▶ [RECORD SET]
▼

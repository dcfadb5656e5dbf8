//! Interleaving map and trailer size arithmetic shared by the encoder and
//! the reader.
//!
//! # Layout
//! The protected input is viewed as a grid with `rsn` rows of
//! `rounds * BLOCK_SIZE` bytes.  Codeword `k` takes byte `k` of every row,
//! so row `i` of codeword `k` lives at input offset
//! `k + i * rounds * BLOCK_SIZE`.  Walking the interleaved stream
//! `0, 1, 2, ...` therefore visits the grid column by column:
//!
//! ```text
//!  interleaved index  j = k * rsn + i
//!  input offset          = j / rsn + (j % rsn) * rounds * BLOCK_SIZE
//! ```
//!
//! A whole damaged disk block lands in `BLOCK_SIZE` *different* codewords,
//! one symbol each.
//!
//! All arithmetic is `u64`.  Division truncates toward zero and the exact
//! formula is part of the on-disk format: encoder and decoder must agree to
//! the bit.
//!
//! Every size helper taking `roots` rejects values outside `1..=254` with
//! [`CodecError::InvalidRoots`].

use crate::codec::{CodecError, MAX_ROOTS};
use crate::header::FEC_HEADER_SIZE;
use crate::BLOCK_SIZE;

/// Symbols per Reed-Solomon codeword (`RS(255, 255 - roots)`).
pub const RS_SYMBOLS: u64 = 255;

/// `ceil(x / y)`; `y` must be non-zero.
#[inline]
pub fn div_round_up(x: u64, y: u64) -> u64 {
    x / y + u64::from(x % y != 0)
}

/// `x` rounded up to the next multiple of `y`; `y` must be non-zero.
#[inline]
pub fn round_up(x: u64, y: u64) -> u64 {
    div_round_up(x, y) * y
}

/// Maps an interleaved symbol index to its byte offset in the protected
/// input.
///
/// `rsn` is the number of data symbols per codeword and `rounds` the number
/// of codeword groups (see [`rounds`]).
#[inline]
pub fn interleave(offset: u64, rsn: u64, rounds: u64) -> u64 {
    (offset / rsn) + (offset % rsn) * rounds * BLOCK_SIZE
}

/// Number of `BLOCK_SIZE` codeword groups needed to cover `blocks` input
/// blocks with `rsn` data symbols per codeword.
#[inline]
pub fn rounds(blocks: u64, rsn: u64) -> u64 {
    div_round_up(blocks, rsn)
}

/// Data symbols per codeword for `roots` parity symbols.
pub fn data_symbols(roots: u8) -> Result<u64, CodecError> {
    if roots == 0 || roots > MAX_ROOTS {
        return Err(CodecError::InvalidRoots(roots));
    }
    Ok(RS_SYMBOLS - u64::from(roots))
}

/// Bytes of raw parity (without the header block) protecting `input_size`
/// bytes with `roots` parity symbols per codeword.
pub fn parity_size(input_size: u64, roots: u8) -> Result<u64, CodecError> {
    Ok(Geometry::new(input_size, roots)?.parity_size())
}

/// Total FEC trailer size: parity plus the block-aligned header block.
///
/// `ceil(ceil(input_size / BLOCK_SIZE) / (255 - roots)) * roots * BLOCK_SIZE
///  + round_up(header_size, BLOCK_SIZE)`
pub fn fec_trailer_size(input_size: u64, roots: u8) -> Result<u64, CodecError> {
    Ok(parity_size(input_size, roots)? + round_up(FEC_HEADER_SIZE as u64, BLOCK_SIZE))
}

/// Same as [`fec_trailer_size`] but also refuses inputs whose trailer size
/// does not fit in 64 bits.  `None` for an invalid root count.
pub fn checked_fec_trailer_size(input_size: u64, roots: u8) -> Option<u64> {
    let rsn = data_symbols(roots).ok()?;
    rounds(div_round_up(input_size, BLOCK_SIZE), rsn)
        .checked_mul(u64::from(roots))?
        .checked_mul(BLOCK_SIZE)?
        .checked_add(round_up(FEC_HEADER_SIZE as u64, BLOCK_SIZE))
}

/// Codeword geometry of one protected input, computed once and reused for
/// every block lookup.
#[derive(Debug, Clone, Copy, PartialEq, Eq)]
pub struct Geometry {
    pub roots:  u8,
    pub rsn:    u64,
    pub blocks: u64,
    pub rounds: u64,
}

impl Geometry {
    pub fn new(input_size: u64, roots: u8) -> Result<Self, CodecError> {
        let rsn = data_symbols(roots)?;
        let blocks = div_round_up(input_size, BLOCK_SIZE);
        Ok(Self { roots, rsn, blocks, rounds: rounds(blocks, rsn) })
    }

    /// Bytes occupied by one round of codewords inside a single grid row.
    #[inline]
    pub fn row_stride(&self) -> u64 {
        self.rounds * BLOCK_SIZE
    }

    /// Round (codeword group) a given input block belongs to.
    #[inline]
    pub fn round_of_block(&self, block: u64) -> u64 {
        block % self.rounds
    }

    /// Row (data symbol index inside each codeword) of a given input block.
    #[inline]
    pub fn row_of_block(&self, block: u64) -> u64 {
        block / self.rounds
    }

    /// Input block holding row `row` of round `round`.
    #[inline]
    pub fn block_at(&self, round: u64, row: u64) -> u64 {
        round + row * self.rounds
    }

    /// Offset of the parity bytes for round `round`, relative to the start of
    /// the parity area.
    #[inline]
    pub fn parity_offset(&self, round: u64) -> u64 {
        round * BLOCK_SIZE * u64::from(self.roots)
    }

    /// Length of one round of parity.
    #[inline]
    pub fn round_parity_len(&self) -> usize {
        BLOCK_SIZE as usize * usize::from(self.roots)
    }

    pub fn parity_size(&self) -> u64 {
        self.rounds * u64::from(self.roots) * BLOCK_SIZE
    }
}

▲

▶ [BRIEF]
Reproduce the lines of the records exactly, from the first one through the line that contains "and the exact".

▶ [WRITTEN SOLUTION]
repository dcfadb5656e5dbf8
//! Interleaving map and trailer size arithmetic shared by the encoder and
//! the reader.
//!
//! # Layout
//! The protected input is viewed as a grid with `rsn` rows of
//! `rounds * BLOCK_SIZE` bytes.  Codeword `k` takes byte `k` of every row,
//! so row `i` of codeword `k` lives at input offset
//! `k + i * rounds * BLOCK_SIZE`.  Walking the interleaved stream
//! `0, 1, 2, ...` therefore visits the grid column by column:
//!
//! ```text
//!  interleaved index  j = k * rsn + i
//!  input offset          = j / rsn + (j % rsn) * rounds * BLOCK_SIZE
//! ```
//!
//! A whole damaged disk block lands in `BLOCK_SIZE` *different* codewords,
//! one symbol each.
//!
//! All arithmetic is `u64`.  Division truncates toward zero and the exact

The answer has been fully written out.